Director: Saul Williams, Anisia Uzeyman

Running Time: 110 Minutes

Starring: Cheryl Isheja, Bertrand Ninteretse, Eliane Umuhire, Elvis Ngabo, Rebecca Mucyo, Trésor Niyongabo


My review of Neptune Frost was first published at Bloody Good Screen.


In the opening narration, Neptune (Elvis Ngabo) shares how living a life with Auntie led to being considered a “good boy”, although it was without freedom. Audiences meet the lead at Auntie’s funeral, where the burial symbolises Neptune shedding life’s constraints to run away, intending to finally live a life not governed by anyone else.

This leads Neptune to a village, where the character is transformed and now played by Cheryl Ishejas. This casting choice allows differing sides to be shown to the same character through a gender fluid lens. Crossing paths with the lead is Matalusa (Kaya Free), a coltan miner who watched his brother’s death caused by a foreman. The characters find love with each other, although this element feels undercooked.

Based on his own script, Saul Williams co-directs with Anisia Uzeyman to craft a vision of the future commenting on the state of today’s world. Key to that is coltan, an ore that’s vital to smartphones and computers. Despite being a necessary part of modern communication, the miners responsible are invisible to the wider world. A later song includes the prominent line “Fuck Mr. Google”, using the search-engine as a face for the cruel conditions these people must work in to meet their oppressors’ demands.

Often mentioned is The Authority, whose dangerous enforcers try suppressing the human spirit for a system that enforces automation. The people try breaking apart from it to rebuild their lives, reclaiming technology by integrating it throughout their camp in buildings and prosthetics. There’s vibrant imagination on show from the outstanding costume designs to the unique dialogue, and the latter is worthwhile for the line “One who swallows a whole coconut trusts his anus.” Integrated within the story are musical interludes which avoid earworm style tunes for unique sounds, yet the final tunes are unable to stick in the mind. What’s more effective is Saul Williams’ tremendous score, feeling otherworldly and carrying an impact which the musical numbers lacked.

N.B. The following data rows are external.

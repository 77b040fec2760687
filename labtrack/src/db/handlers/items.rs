//! Database repository for inventory items.

use crate::db::{
    errors::{DbError, Result},
    handlers::repository::Repository,
    models::items::{ItemCreateDBRequest, ItemDBResponse, ItemUpdateDBRequest},
};
use crate::types::{ItemId, abbrev_uuid};
use sqlx::PgConnection;
use tracing::instrument;
use uuid::Uuid;

/// Filter for listing items
#[derive(Debug, Clone)]
pub struct ItemFilter {
    pub skip: i64,
    pub limit: i64,
}

impl ItemFilter {
    pub fn new(skip: i64, limit: i64) -> Self {
        Self { skip, limit }
    }
}

pub struct Items<'c> {
    db: &'c mut PgConnection,
}

#[async_trait::async_trait]
impl<'c> Repository for Items<'c> {
    type CreateRequest = ItemCreateDBRequest;
    type UpdateRequest = ItemUpdateDBRequest;
    type Response = ItemDBResponse;
    type Id = ItemId;
    type Filter = ItemFilter;

    #[instrument(skip(self, request), fields(item_name = %request.item_name), err)]
    async fn create(&mut self, request: &Self::CreateRequest) -> Result<Self::Response> {
        let item_id = Uuid::new_v4();

        let item = sqlx::query_as::<_, ItemDBResponse>(
            r#"
            INSERT INTO items (id, item_name, current_room, table_name, system_name,
                               current_owner_id, taken_at, item_img_url, item_vendor,
                               item_params, is_available)
            VALUES ($1, $2, $3, $4, $5, $6, $7, $8, $9, $10, $11)
            RETURNING *
            "#,
        )
        .bind(item_id)
        .bind(&request.item_name)
        .bind(&request.current_room)
        .bind(&request.table_name)
        .bind(&request.system_name)
        .bind(request.current_owner_id)
        .bind(request.taken_at)
        .bind(&request.item_img_url)
        .bind(&request.item_vendor)
        .bind(&request.item_params)
        .bind(request.is_available)
        .fetch_one(&mut *self.db)
        .await?;

        Ok(item)
    }

    #[instrument(skip(self), fields(item_id = %abbrev_uuid(&id)), err)]
    async fn get_by_id(&mut self, id: Self::Id) -> Result<Option<Self::Response>> {
        let item = sqlx::query_as::<_, ItemDBResponse>("SELECT * FROM items WHERE id = $1")
            .bind(id)
            .fetch_optional(&mut *self.db)
            .await?;

        Ok(item)
    }

    #[instrument(skip(self, filter), fields(limit = filter.limit, skip = filter.skip), err)]
    async fn list(&mut self, filter: &Self::Filter) -> Result<Vec<Self::Response>> {
        let items = sqlx::query_as::<_, ItemDBResponse>("SELECT * FROM items ORDER BY created_at DESC LIMIT $1 OFFSET $2")
            .bind(filter.limit)
            .bind(filter.skip)
            .fetch_all(&mut *self.db)
            .await?;

        Ok(items)
    }

    #[instrument(skip(self), fields(item_id = %abbrev_uuid(&id)), err)]
    async fn delete(&mut self, id: Self::Id) -> Result<bool> {
        let result = sqlx::query("DELETE FROM items WHERE id = $1")
            .bind(id)
            .execute(&mut *self.db)
            .await?;

        Ok(result.rows_affected() > 0)
    }

    #[instrument(skip(self, request), fields(item_id = %abbrev_uuid(&id)), err)]
    async fn update(&mut self, id: Self::Id, request: &Self::UpdateRequest) -> Result<Self::Response> {
        // Each nullable column gets a set-flag/value pair so that "absent" and
        // "explicitly null" stay distinguishable all the way into SQL.
        let item = sqlx::query_as::<_, ItemDBResponse>(
            r#"
            UPDATE items SET
                item_name = COALESCE($2, item_name),
                current_room = CASE WHEN $3 THEN $4 ELSE current_room END,
                table_name = CASE WHEN $5 THEN $6 ELSE table_name END,
                system_name = CASE WHEN $7 THEN $8 ELSE system_name END,
                current_owner_id = CASE WHEN $9 THEN $10 ELSE current_owner_id END,
                taken_at = CASE WHEN $11 THEN $12 ELSE taken_at END,
                item_img_url = CASE WHEN $13 THEN $14 ELSE item_img_url END,
                item_vendor = CASE WHEN $15 THEN $16 ELSE item_vendor END,
                item_params = CASE WHEN $17 THEN $18 ELSE item_params END,
                is_available = COALESCE($19, is_available),
                updated_at = NOW()
            WHERE id = $1
            RETURNING *
            "#,
        )
        .bind(id)
        .bind(&request.item_name)
        .bind(request.current_room.is_some())
        .bind(request.current_room.clone().flatten())
        .bind(request.table_name.is_some())
        .bind(request.table_name.clone().flatten())
        .bind(request.system_name.is_some())
        .bind(request.system_name.clone().flatten())
        .bind(request.current_owner_id.is_some())
        .bind(request.current_owner_id.flatten())
        .bind(request.taken_at.is_some())
        .bind(request.taken_at.flatten())
        .bind(request.item_img_url.is_some())
        .bind(request.item_img_url.clone().flatten())
        .bind(request.item_vendor.is_some())
        .bind(request.item_vendor.clone().flatten())
        .bind(request.item_params.is_some())
        .bind(request.item_params.clone().flatten())
        .bind(request.is_available)
        .fetch_optional(&mut *self.db)
        .await?
        .ok_or(DbError::NotFound)?;

        Ok(item)
    }
}

impl<'c> Items<'c> {
    pub fn new(db: &'c mut PgConnection) -> Self {
        Self { db }
    }

    /// Total number of items, independent of pagination.
    #[instrument(skip(self), err)]
    pub async fn count(&mut self) -> Result<i64> {
        let count: i64 = sqlx::query_scalar("SELECT COUNT(*) FROM items")
            .fetch_one(&mut *self.db)
            .await?;

        Ok(count)
    }
}
use crate::db::errors::DbError;
use crate::types::{Capability, Operation};
use axum::{
    http::StatusCode,
    response::{IntoResponse, Response},
};
use thiserror::Error as ThisError;

#[derive(ThisError, Debug)]
pub enum Error {
    /// Authentication required but not provided
    #[error("Not authenticated")]
    Unauthenticated { message: Option<String> },

    /// User lacks required role flags for the operation
    #[error("Insufficient permissions to {action} {resource}")]
    InsufficientPermissions {
        required: Capability,
        action: Operation,
        resource: String,
    },

    /// Invalid request data or business rule violation
    #[error("{message}")]
    BadRequest { message: String },

    /// Requested resource not found
    #[error("{resource} with ID {id} not found")]
    NotFound { resource: String, id: String },

    /// Generic internal service error
    #[error("Failed to {operation}")]
    Internal { operation: String },

    /// Database operation error
    #[error(transparent)]
    Database(#[from] DbError),

    /// Unexpected error with full context chain
    #[error(transparent)]
    Other(#[from] anyhow::Error),
}

impl Error {
    pub fn status_code(&self) -> StatusCode {
        match self {
            Error::Unauthenticated { .. } => StatusCode::UNAUTHORIZED,
            Error::InsufficientPermissions { .. } => StatusCode::FORBIDDEN,
            Error::BadRequest { .. } => StatusCode::BAD_REQUEST,
            Error::NotFound { .. } => StatusCode::NOT_FOUND,
            Error::Internal { .. } => StatusCode::INTERNAL_SERVER_ERROR,
            Error::Database(db_err) => match db_err {
                DbError::NotFound => StatusCode::NOT_FOUND,
                DbError::UniqueViolation { .. } => StatusCode::CONFLICT,
                DbError::ForeignKeyViolation { .. } => StatusCode::BAD_REQUEST,
                DbError::CheckViolation { .. } => StatusCode::BAD_REQUEST,
                DbError::Other(_) => StatusCode::INTERNAL_SERVER_ERROR,
            },
            Error::Other(_) => StatusCode::INTERNAL_SERVER_ERROR,
        }
    }

    /// Returns a user-safe error message, without leaking internal implementation details
    pub fn user_message(&self) -> String {
        match self {
            Error::Unauthenticated { message } => message.clone().unwrap_or_else(|| "Authentication required".to_string()),
            Error::InsufficientPermissions { action, resource, .. } => {
                format!("Insufficient permissions to {action} {resource}")
            }
            Error::BadRequest { message } => message.clone(),
            Error::NotFound { resource, id } => {
                format!("{resource} with ID {id} not found")
            }
            Error::Internal { .. } => "Internal server error".to_string(),
            Error::Database(db_err) => match db_err {
                DbError::NotFound => "Resource not found".to_string(),
                DbError::UniqueViolation { constraint, table, .. } => {
                    // Friendly messages for the unique constraints callers can actually hit
                    match (table.as_deref(), constraint.as_deref()) {
                        (Some("users"), Some(c)) if c.contains("email") => "An account with this email address already exists".to_string(),
                        _ => "Resource already exists".to_string(),
                    }
                }
                DbError::ForeignKeyViolation { .. } => "Invalid reference to related resource".to_string(),
                DbError::CheckViolation { .. } => "Invalid data provided".to_string(),
                DbError::Other(_) => "Database error occurred".to_string(),
            },
            Error::Other(_) => "Internal server error".to_string(),
        }
    }
}

impl IntoResponse for Error {
    fn into_response(self) -> Response {
        // Log full error details for debugging - different log levels based on severity
        match &self {
            Error::Database(DbError::Other(_)) | Error::Internal { .. } | Error::Other(_) => {
                tracing::error!("Internal service error: {:#}", self);
            }
            Error::Database(_) => {
                tracing::warn!("Database constraint error: {}", self);
            }
            Error::Unauthenticated { .. } | Error::InsufficientPermissions { .. } => {
                tracing::info!("Authorization error: {}", self);
            }
            Error::BadRequest { .. } | Error::NotFound { .. } => {
                tracing::debug!("Client error: {}", self);
            }
        }

        let status = self.status_code();
        let user_message = self.user_message();
        (status, user_message).into_response()
    }
}

/// Convert from String errors (e.g., from external functions)
impl From<String> for Error {
    fn from(msg: String) -> Self {
        Error::Internal { operation: msg }
    }
}

/// Type alias for service operation results
pub type Result<T> = std::result::Result<T, Error>;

It’s better to approach the film as a loose assembly of ideas instead of a traditional feature, because what plot is delivered clashes with a more experimental style. For viewers that aren’t swept up by this deviation from the norm, there may be difficulty in getting onboard with what’s unfolding. Regardless of what camp viewers fall into, the exceptional cinematography can be admired for how tremendously it brings alive this vibrant world rooted in Afrofuturism which celebrates Black Queerness.